Table of Contents
Introduction
A regular expression (regular expression) is a sequence of characters that specifies a search pattern. A regular expression can be a complicated pattern or just a simple character.
Operations like search, edit, and replace text can be performed using a regular expression. It is widely used to define constraints on strings for email and password validation. Regular expressions are also used in search engines for search operations, search and replace dialogs of google docs, word processors, and text editors, finding texts in emails, etc.
In short, regular expressions are a fantastic way to search and manipulate texts in a file. A single line of the regular expression can easily replace dozens of lines of code.
Java Regular Expression
Java regular expression is an Application Programming Interface (API) to define a string pattern for searching and editing text operations in Java.
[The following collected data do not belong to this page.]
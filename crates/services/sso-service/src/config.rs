//! SSO service configuration.

use std::env;

use common::{ServiceConfig, TokenConfig};

/// SSO service configuration.
#[derive(Debug, Clone)]
pub struct SsoServiceConfig {
    /// Bind address and logging
    pub service: ServiceConfig,
    /// Token issuance settings
    pub token: TokenConfig,
    /// Client apps seeded into the store at startup: (id, secret)
    pub apps: Vec<(i32, String)>,
}

impl SsoServiceConfig {
    /// Load configuration from environment variables.
    pub fn from_env() -> Self {
        let service = ServiceConfig {
            service_name: "sso-service".to_string(),
            host: env::var("SSO_SERVICE_HOST").unwrap_or_else(|_| "0.0.0.0".to_string()),
            port: env::var("SSO_SERVICE_PORT")
                .ok()
                .and_then(|p| p.parse().ok())
                .unwrap_or(50051),
            log_level: env::var("SSO_SERVICE_LOG_LEVEL").unwrap_or_else(|_| "info".to_string()),
        };

        let token = TokenConfig {
            ttl_seconds: env::var("TOKEN_TTL_SECONDS")
                .ok()
                .and_then(|t| t.parse().ok())
                .unwrap_or_else(|| TokenConfig::default().ttl_seconds),
        };

        let apps = env::var("SSO_APP_SECRETS")
            .map(|v| parse_app_secrets(&v))
            .unwrap_or_default();

        Self {
            service,
            token,
            apps,
        }
    }

    /// Token validity window.
    pub fn token_ttl(&self) -> chrono::Duration {
        chrono::Duration::seconds(self.token.ttl_seconds)
    }
}

impl Default for SsoServiceConfig {
    fn default() -> Self {
        Self {
            service: ServiceConfig {
                service_name: "sso-service".to_string(),
                ..ServiceConfig::default()
            },
            token: TokenConfig::default(),
            apps: Vec::new(),
        }
    }
}

/// Parse "id=secret" pairs separated by commas, skipping malformed entries.
fn parse_app_secrets(raw: &str) -> Vec<(i32, String)> {
    raw.split(',')
        .filter_map(|pair| {
            let (id, secret) = pair.split_once('=')?;
            let id = id.trim().parse().ok()?;
            let secret = secret.trim();
            if secret.is_empty() {
                return None;
            }
            Some((id, secret.to_string()))
        })
        .collect()
}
To work with regular expressions in Java, java.util.regex package has to be imported. The package consists of the following classes and interface:
java.util.regex consists of three classes and one interface
i) Pattern Class: It is the compiled version of java regular expressions used to define various patterns.
Method | Description |
static Pattern compile(String regular expression) | It compiles the given regular expression and returns the instance of the pattern. |
Matcher matcher(CharSequence input) | It creates a matcher that matches the given input with the pattern. |
static boolean matches(String regular expression, CharSequence input) | It compiles the regular expression and matches the given input with the pattern. |
String[] split(CharSequence input) | It splits the given input string around matches of the given pattern. |
String pattern() | It returns the regular expression from which this pattern was compiled. |
ii) Matcher Class: It is used to perform match operations on a character sequence.
Method | Description |
boolean matches() | It is used to test whether the regular expression matches the pattern. |
boolean find() | It is used to search multiple occurrences of the regular expression in the text. |
int start() | The starting index of the matched subsequence is returned. |
Int end() | The ending index of the matched subsequence is returned. |
iii) PatternSyntaxException class: It indicates the syntax error in a regular expression pattern.
Method | Description |
String getDescription() | It returns the description of the error. |
Int getIndex() | It returns the error-index. |
String getMessage() | It returns a multi-line string containing:i) the description of the syntax error and its indexii) the incorrect regular-expression patterniii) a visual indication of the error-index within the pattern. |
String getPattern() | It returns the incorrect regular expression pattern. |
iv) MatchResult interface: It is used to represent the result of a match operation. The match boundaries, groups, and group boundaries can be seen but not modified through a MatchResult.
Method | Description |
int end() | The offset after the last character matched is returned. |
int end(int group) | It accepts an integer representing a particular group and returns the offset after the last match occurred in the specified group. |
String group() | The input subsequence matched by the previous match is returned. |
String group(int group) | The input subsequence captured by the given group during the previous match operation is returned. |
int groupCount() | The no: of capturing groups in this match result’s pattern is returned. |
int start() | The start index of the match is returned. |
int start(int group) | The start index of the subsequence captured by the given group during the match is returned. |
Regular Expression Patterns
The first parameter of Pattern.compile() is a pattern that describes what is being searched for. A pattern consists of a simple character or a combination of simple characters and special characters.
Character Class
It is a set of characters that are enclosed inside square brackets [ ]. It specifies which all characters can be considered for the match.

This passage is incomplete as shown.